_INSTRUCTIONS FOR THE TASK_
Check the records below line by line for the string "enum". Give the number of lines that contain it and nothing else.

Records from a data source:
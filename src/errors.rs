use rust_decimal::Decimal;
use thiserror::Error;

/// Validation failure for a single calendar entry.
#[derive(Debug, Clone, PartialEq, Eq, Error)]
pub enum EntryError {
    #[error("Invalid date key `{0}`: expected a real calendar date in YYYY-MM-DD form")]
    InvalidDateKey(String),
    #[error("Negative amount: {0}")]
    NegativeAmount(Decimal),
}

/// Error type that captures calendar and navigation failures.
#[derive(Debug, Error)]
pub enum CalendarError {
    #[error("Month out of range: {0} (expected 0-11)")]
    MonthOutOfRange(u32),
    #[error("Year out of range: {0}")]
    YearOutOfRange(i32),
    #[error(transparent)]
    Entry(#[from] EntryError),
}

/// Errors raised while loading or persisting dashboard configuration.
#[derive(Debug, Error)]
pub enum ConfigError {
    #[error("I/O error: {0}")]
    Io(#[from] std::io::Error),
    #[error("Serialization error: {0}")]
    Serde(#[from] serde_json::Error),
}
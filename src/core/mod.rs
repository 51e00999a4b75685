//! Orchestration over the pure calendar and classification primitives.

pub mod services;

_TASK ANSWER_
3